Khyanjeet Gogoi, who has worked extensively on orchids in the Eastern Himalayas, said that Arunachal Pradesh is an orchid hotspot. Nearly half (612 out of 1256) of India’s orchid species can be found here. “And it’s possible that there are many more,” he said. In fact, Sessa itself has at least five endemic species of orchids — Biermannia jainiana, Gastordia arunchalansis, Epipogium sessanum, among others.

Last year, the government of Arunachal Pradesh signed a Memorandum of Understanding with the International Union for Conservation of Nature (IUCN) India to create a Red Listing of orchids at the state level, a global process to assess the risk faced by different species.

Gogoi said while orchids bloom abundantly in the Northeastern states, they are increasingly at the risk of disappearing too —deforestation, soil erosion, overgrazing, as well as a thriving illegal trade.

“Orchid growth depends on its own micro-climate.
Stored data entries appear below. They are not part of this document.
//! Linear algebra backend abstraction for weighted least squares.
//!
//! ## Purpose
//!
//! This module provides a trait-based abstraction over the one dense solve the
//! approximator needs: the weighted normal equations `X'WX * beta = X'Wy`.
//!
//! ## Design notes
//!
//! * Uses a singular value decomposition of `X'WX` so rank can be checked
//!   before solving.
//! * Rank-deficient systems return `None`. There is no pseudo-inverse
//!   fallback; callers turn `None` into a degeneracy error.
//! * Generic over `FloatLinalg` types (f32 and f64) which delegate to nalgebra.

// External dependencies
use core::fmt::{Debug, Display};
use core::str::FromStr;
use num_traits::Float;

// ============================================================================
// FloatLinalg Trait
// ============================================================================

/// Relative tolerance factor applied to machine epsilon in the rank test.
const RANK_TOLERANCE_FACTOR: f64 = 100.0;

/// Helper trait to bridge generic Float types to the nalgebra backend.
pub trait FloatLinalg: Float + Debug + Display + FromStr + Send + Sync + 'static {
    /// Solve the symmetric system `X'WX * beta = X'Wy`.
    ///
    /// `xtw_x` is `n x n` (symmetric, so row/column-major is irrelevant) and
    /// `xtw_y` has length `n`. Returns `None` when the matrix is rank deficient.
    fn solve_normal(xtw_x: &[Self], xtw_y: &[Self], n: usize) -> Option<Vec<Self>>;
}

impl FloatLinalg for f64 {
    #[inline]
    fn solve_normal(xtw_x: &[Self], xtw_y: &[Self], n: usize) -> Option<Vec<Self>> {
        let scale = n as f64 * f64::EPSILON * RANK_TOLERANCE_FACTOR;
        nalgebra_backend::solve_normal_equations(xtw_x, xtw_y, n, scale)
    }
}

impl FloatLinalg for f32 {
    #[inline]
    fn solve_normal(xtw_x: &[Self], xtw_y: &[Self], n: usize) -> Option<Vec<Self>> {
        let scale = n as f32 * f32::EPSILON * RANK_TOLERANCE_FACTOR as f32;
        nalgebra_backend::solve_normal_equations(xtw_x, xtw_y, n, scale)
    }
}

// ============================================================================
// Nalgebra Backend Implementation
// ============================================================================

/// Nalgebra-based linear algebra operations.
pub mod nalgebra_backend {
    use nalgebra::{DMatrix, DVector, RealField};

    /// Solve normal equations with a rank check.
    ///
    /// Singular values below `largest * tolerance_scale` count as zero. The
    /// system is solved only if it has full rank.
    pub fn solve_normal_equations<T: RealField + Copy>(
        xtw_x: &[T],
        xtw_y: &[T],
        n_coeffs: usize,
        tolerance_scale: T,
    ) -> Option<Vec<T>> {
        debug_assert_eq!(xtw_x.len(), n_coeffs * n_coeffs);
        debug_assert_eq!(xtw_y.len(), n_coeffs);

        // SVD iterations need not terminate on NaN input
        if !xtw_x.iter().chain(xtw_y).all(|v| v.is_finite()) {
            return None;
        }

        let matrix = DMatrix::from_column_slice(n_coeffs, n_coeffs, xtw_x);
        let rhs = DVector::from_column_slice(xtw_y);

        let svd = matrix.svd(true, true);
        let largest = svd
            .singular_values
            .iter()
            .fold(T::zero(), |acc, &s| if s > acc { s } else { acc });
        if largest <= T::zero() || !largest.is_finite() {
            return None;
        }

        let tolerance = largest * tolerance_scale;
        if svd.rank(tolerance) < n_coeffs {
            return None;
        }

        svd.solve(&rhs, tolerance)
            .ok()
            .map(|s: DVector<T>| s.as_slice().to_vec())
    }
}
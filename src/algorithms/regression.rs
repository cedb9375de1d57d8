//! Per-kernel weighted least squares.
//!
//! ## Purpose
//!
//! This module solves one weighted linear regression per kernel:
//! `beta_k = (X'W_kX + lambda I)^-1 X'W_k y`, where `W_k` is the diagonal matrix
//! of kernel `k`'s activations over the training samples.
//!
//! ## Design notes
//!
//! * **Dense path** (`epsilon == 0`): every sample contributes.
//! * **Pruned path** (`epsilon > 0`): samples with activation below `epsilon`
//!   are dropped first. The kept indices are selected, then the reduced design
//!   rows, weights and targets are materialized before solving.
//! * **Accumulation**: `X'WX` is accumulated row by row as `sum_i w_i x_i x_i'`,
//!   which equals the product with the `N x N` diagonal matrix without forming it.
//! * **Failure**: Rank-deficient systems and empty pruned subsets are errors,
//!   never NaN coefficients.
//!
//! ## Invariants
//!
//! * The pruned subset preserves relative row order and contains exactly the
//!   indices with `w_i >= epsilon`.
//! * With no sample pruned, both paths produce identical coefficients.
//!
//! ## Non-goals
//!
//! * Incremental (recursive) updates. Every call solves from scratch.

// External dependencies
use log::trace;
use num_traits::Float;

// Internal dependencies
use crate::algorithms::design::DesignMatrix;
use crate::math::linalg::FloatLinalg;
use crate::primitives::buffer::FittingBuffer;
use crate::primitives::errors::RlsError;

// ============================================================================
// Row Selection
// ============================================================================

/// Collect, in order, the indices of samples whose weight is at least `epsilon`.
pub fn select_rows<T: Float>(weights: &[T], epsilon: T, rows: &mut Vec<usize>) {
    rows.clear();
    rows.extend(
        weights
            .iter()
            .enumerate()
            .filter(|&(_, &w)| w >= epsilon)
            .map(|(i, _)| i),
    );
}

// ============================================================================
// Normal Equations
// ============================================================================

/// Accumulate `X'WX` and `X'Wy` over row-major `design` with `n_betas` columns.
///
/// Overwrites `xtw_x` (`n_betas^2`) and `xtw_y` (`n_betas`).
pub fn accumulate_normal_equations<T: Float>(
    design: &[T],
    targets: &[T],
    weights: &[T],
    n_betas: usize,
    xtw_x: &mut [T],
    xtw_y: &mut [T],
) {
    debug_assert_eq!(design.len(), targets.len() * n_betas);
    debug_assert_eq!(weights.len(), targets.len());

    xtw_x.fill(T::zero());
    xtw_y.fill(T::zero());

    for ((row, &y), &w) in design.chunks_exact(n_betas).zip(targets).zip(weights) {
        for j in 0..n_betas {
            let w_xj = w * row[j];
            for k in j..n_betas {
                xtw_x[j * n_betas + k] = xtw_x[j * n_betas + k] + w_xj * row[k];
            }
            xtw_y[j] = xtw_y[j] + w_xj * y;
        }
    }

    // Fill symmetric part
    for j in 0..n_betas {
        for k in 0..j {
            xtw_x[j * n_betas + k] = xtw_x[k * n_betas + j];
        }
    }
}

// ============================================================================
// Solver
// ============================================================================

/// Reusable per-kernel weighted least-squares solver.
#[derive(Debug, Clone)]
pub struct WeightedLeastSquares<T> {
    n_betas: usize,
    regularization: T,
    epsilon: T,
    buffer: FittingBuffer<T>,
}

impl<T: FloatLinalg> WeightedLeastSquares<T> {
    /// Create a solver for `n_samples` samples and `n_betas` coefficients.
    pub fn new(n_samples: usize, n_betas: usize, regularization: T, epsilon: T) -> Self {
        let mut buffer = FittingBuffer::new(n_samples, n_betas);
        buffer.xtw_x.resize(n_betas * n_betas, T::zero());
        buffer.xtw_y.resize(n_betas, T::zero());
        Self {
            n_betas,
            regularization,
            epsilon,
            buffer,
        }
    }

    /// Whether the pruned path is active.
    #[inline]
    pub fn prunes(&self) -> bool {
        self.epsilon > T::zero()
    }

    /// Fit `kernel` using column `kernel` of the row-major `n_samples x n_kernels`
    /// activation matrix as weights.
    pub fn fit_column(
        &mut self,
        kernel: usize,
        design: &DesignMatrix<T>,
        targets: &[T],
        activations: &[T],
        n_kernels: usize,
    ) -> Result<Vec<T>, RlsError> {
        let mut weights = core::mem::take(&mut self.buffer.weights);
        weights.clear();
        weights.extend(activations.iter().skip(kernel).step_by(n_kernels).copied());
        let result = self.fit_kernel(kernel, design, targets, &weights);
        self.buffer.weights = weights;
        result
    }

    /// Fit the coefficients of `kernel` from its activation column `weights`.
    pub fn fit_kernel(
        &mut self,
        kernel: usize,
        design: &DesignMatrix<T>,
        targets: &[T],
        weights: &[T],
    ) -> Result<Vec<T>, RlsError> {
        debug_assert_eq!(design.n_betas(), self.n_betas);
        debug_assert_eq!(design.n_rows(), targets.len());
        debug_assert_eq!(weights.len(), targets.len());

        let n_betas = self.n_betas;
        let prunes = self.prunes();
        let epsilon = self.epsilon;
        let regularization = self.regularization;
        let FittingBuffer {
            xtw_x,
            xtw_y,
            rows,
            sub_design,
            sub_weights,
            sub_targets,
            ..
        } = &mut self.buffer;

        if !prunes {
            accumulate_normal_equations(
                design.as_slice(),
                targets,
                weights,
                n_betas,
                xtw_x,
                xtw_y,
            );
        } else {
            select_rows(weights, epsilon, rows);
            trace!(
                "kernel {}: kept {} of {} samples",
                kernel,
                rows.len(),
                targets.len()
            );
            if rows.is_empty() {
                return Err(RlsError::DegenerateKernel {
                    kernel,
                    epsilon: epsilon.to_f64().unwrap_or(f64::NAN),
                });
            }

            sub_design.clear();
            sub_weights.clear();
            sub_targets.clear();
            for &i in rows.iter() {
                sub_design.extend_from_slice(design.row(i));
                sub_weights.push(weights[i]);
                sub_targets.push(targets[i]);
            }

            accumulate_normal_equations(
                sub_design,
                sub_targets,
                sub_weights,
                n_betas,
                xtw_x,
                xtw_y,
            );
        }

        if regularization > T::zero() {
            for j in 0..n_betas {
                xtw_x[j * n_betas + j] = xtw_x[j * n_betas + j] + regularization;
            }
        }

        match T::solve_normal(xtw_x, xtw_y, n_betas) {
            Some(beta) if beta.iter().all(|b| b.is_finite()) => Ok(beta),
            _ => Err(RlsError::SingularSystem { kernel }),
        }
    }
}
This basically means a specific kind of orchid grows in a climate unique to itself — a local set of conditions that differ from those in the surrounding areas,” he said,” “While many ornamental growers do that, you can’t simply pluck an orchid and make it grow elsewhere.”

This is why a place like Sessa — which enjoys protection and status of a wildlife sanctuary — is so crucial. Unlike other orchid parks which are home to hybrid lab-produced orchids, the sanctuary is home to orchids which grow naturally. Almost 236 species of the over 1200 orchids found in the country are present here.

Kumar said that the entire sanctuary is not open to the visitors. “Only a certain section, with the 1-km trail,” he said, “All the orchid species are now properly identified so anyone can come and see.”

He added that the makeover was managed in record time because of the local cooperation. “Everyone was hands-on, and actively participated in building the bridge,” he said, “Locals, who have strong knowledge about the area, now have the option of working as guides, photographers.”

Tsering added that he, too helped, make the bridge. “Now whenever anyone comes, I will personally try to show them around,” he said, “This will prove to be a boost for the livelihood of sanctuary dwellers.”